It happens every year. Right about this time. Facebook is flooded with articles about the evils of Halloween and how Christian families should have no part in it. Much of the reasoning lies in the origins of Halloween and the fact that "All Hallows Eve" is a high and holy holiday in pagan religions. Jack-O-Lanterns were borrowed from a pagan ritual designed to scare away evil spirits. Witches, well that's self-explanatory! We are admonished to "avoid all appearances of evil" as the Bible instructs.
So it is up to us to discern what the appearance of evil is. Is it evil to dress up like Captain America and go door to door begging for candy? I have to apply a little bit of logic to this. I have given the issue a lot of thought over the past year.
Last year, I was introduced to some friends who do not celebrate Christmas. My first thought was WHAT? Why in the world would you not want to celebrate the birth of your Savior? Well, as it turns out, my first thoughts were a bit judgmental and wrong. The reason why someone who loves God would choose to remove Christmas celebration form their calendars is because Christmas is a holiday that has borrowed from pagan rituals. There is not even proof that Christ was born in December! The gift giving was taken from the Roman Holiday Saturnalia, which celebrated their gods with gift giving. The Christmas tree has pagan roots also. However, Christians have adapted these things as a celebration of Jesus birth. I have heard the argument that "At least Christmas has some redeeming value because we use it to celebrate Jesus, Halloween has no redeeming value." I have to say that logically, I cannot agree with that. Both were holidays that were extracted from pagan culture and eventually celebrated to mean something different from their original intent. I sincerely cannot see the difference.
So, the question now is do we attempt to remove all things that have pagan origins from our lives? That would take a tremendous amount of study, as many of our traditions can claim some pagan roots. Veils were used in the Bible as a means of modesty, but were also used in Roman culture to protect the bride from evil spirits. Should we discourage the use of veils because of their possible appearance of evil? There are many other customs that we observe that either shared origins with non-Christian cultures or came completely from the non-Christian traditions. Do we have the strength to search out all of these things and eliminate them? Do we really need to?

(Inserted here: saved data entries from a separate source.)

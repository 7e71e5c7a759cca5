//! Expression-backed value handlers

use crate::convert::{dynamic_to_value, value_to_dynamic};
use crate::evaluator::{context_scope, RhaiEvaluator};
use rhai::{Dynamic, Engine, AST};
use std::sync::Arc;
use verdict_constraint::{
    Attributes, Converter, DefinitionRegistry, HandlerRegistry, Predicate, Stringifier,
    ValueHandlers,
};
use verdict_core::{EvalContext, Result, Value, ValueShape, VerdictError};

/// Definitions shipped with this crate
pub const EXPR_DEFINITIONS: &str = include_str!("expr.toml");

/// Name the expression handlers are registered under
pub const EXPR_HANDLER: &str = "expr";

/// Name of the variable holding the tested value
const VALUE_VARIABLE: &str = "v";

/// Handlers whose predicate is the `expr` attribute and whose optional
/// stringifier is the `stringifier` attribute
pub struct ExprHandlers {
    evaluator: RhaiEvaluator,
    context: EvalContext,
}

impl ExprHandlers {
    pub fn new(evaluator: &RhaiEvaluator, context: EvalContext) -> Self {
        Self {
            evaluator: evaluator.clone(),
            context,
        }
    }

    /// Evaluate a compiled expression with `v` bound to `value`
    fn run(engine: &Engine, context: &EvalContext, ast: &AST, value: &Value) -> Result<Dynamic> {
        let mut scope = context_scope(context);
        scope.push_constant_dynamic(VALUE_VARIABLE, value_to_dynamic(value));
        engine
            .eval_ast_with_scope::<Dynamic>(&mut scope, ast)
            .map_err(|e| VerdictError::ExpressionError {
                expr: ast.source().unwrap_or_default().to_string(),
                reason: e.to_string(),
            })
    }
}

impl ValueHandlers for ExprHandlers {
    fn converter(&self, _shape: &ValueShape) -> Result<Option<Converter>> {
        Ok(None)
    }

    fn predicate(&self, attrs: &Attributes) -> Result<Predicate> {
        let expr = attrs.require_str("expr")?;
        let mut ast = self.evaluator.compile(expr)?;
        ast.set_source(expr);
        tracing::debug!("compiled predicate `{}` of `{}`", expr, attrs.root_owner);

        let engine = Arc::clone(self.evaluator.engine());
        let context = self.context.clone();
        Ok(Box::new(move |value: &Value| -> Result<bool> {
            let result = Self::run(&engine, &context, &ast, value)?;
            result.as_bool().map_err(|got| VerdictError::ExpressionError {
                expr: ast.source().unwrap_or_default().to_string(),
                reason: format!("expected a bool, got {}", got),
            })
        }))
    }

    fn stringifier(&self, attrs: &Attributes) -> Result<Option<Stringifier>> {
        let expr = match attrs.get("stringifier").and_then(Value::as_str) {
            Some(expr) if !expr.trim().is_empty() => expr,
            _ => return Ok(None),
        };
        let mut ast = self.evaluator.compile(expr)?;
        ast.set_source(expr);

        let engine = Arc::clone(self.evaluator.engine());
        let context = self.context.clone();
        Ok(Some(Box::new(move |value: &Value| -> Result<String> {
            let result = Self::run(&engine, &context, &ast, value)?;
            if result.is_string() {
                return Ok(result.to_string());
            }
            Ok(dynamic_to_value(&result)?.stringify())
        })))
    }
}

/// Add the expression definitions and their handlers to the registries
pub fn register(
    definitions: &mut DefinitionRegistry,
    handlers: &mut HandlerRegistry,
    evaluator: &RhaiEvaluator,
    context: EvalContext,
) -> Result<()> {
    definitions.load_string(EXPR_DEFINITIONS)?;
    handlers.register(EXPR_HANDLER, ExprHandlers::new(evaluator, context));
    Ok(())
}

I am going to give you my opinion here. Just my opinion, so take it for what it is. I believe that Paul dealt adequately with this in his teachings. Colossians addresses the fact that Christ's death of the cross has "disarmed principalities and powers, He made a public spectacle of them, triumphing over them in it."
He goes on to say "let no one judge you in food or drink, or regarding a festival or new moon or Sabbaths, which are a shadow of things to come, but the substance is of Christ." I know that most people who oppose Halloween are very familiar with that verse as an argument. I don't see it as much of an argument for Halloween, but an argument that we are not bound by any of these things. The holidays he mentioned were Jewish holidays that the devout Jew was obligated to observe. He says you no longer have any obligation to them under grace.
So in my opinion, it is not evil to dress up like Captain America and go trick or treating. I personally do have a problem with zombies, vampires, etc, because of what they represent. To trick or treat, in my opinion, does not mean that you are honoring or worshiping satan. That being said, I have the utmost respect for those who choose not to participate. I think that if we cannot participate with a clear conscience, then we should simply avoid it. However, I do think that we need to keep in mind that BOTH Christmas and Halloween traditions started out with ungodly origins. Christians have adapted Christmas into a beautiful celebration that honors the birth of God on earth. We have the grace to do that. I can put up a Christmas tree with a clear conscience knowing that I am not worshiping false Roman gods, but rather honoring my Savior. In the same way, I can dress my kids up like the Knights of the Round Table (our family theme this year?) and take them trick or treating and know that I am not honoring satan in the process.
I know that there are many of you out there who will disagree with me. I have no problem with that. The only warning: I would not want to receive an admonition from you against Halloween and get a Christmas card from you two months later standing in front of your Christmas tree. I believe when we teach against something, it is vital to examine our own lives before we judge to remove any "planks" that might blind our vision.
Once again, I welcome your comments, disagreements, and insights.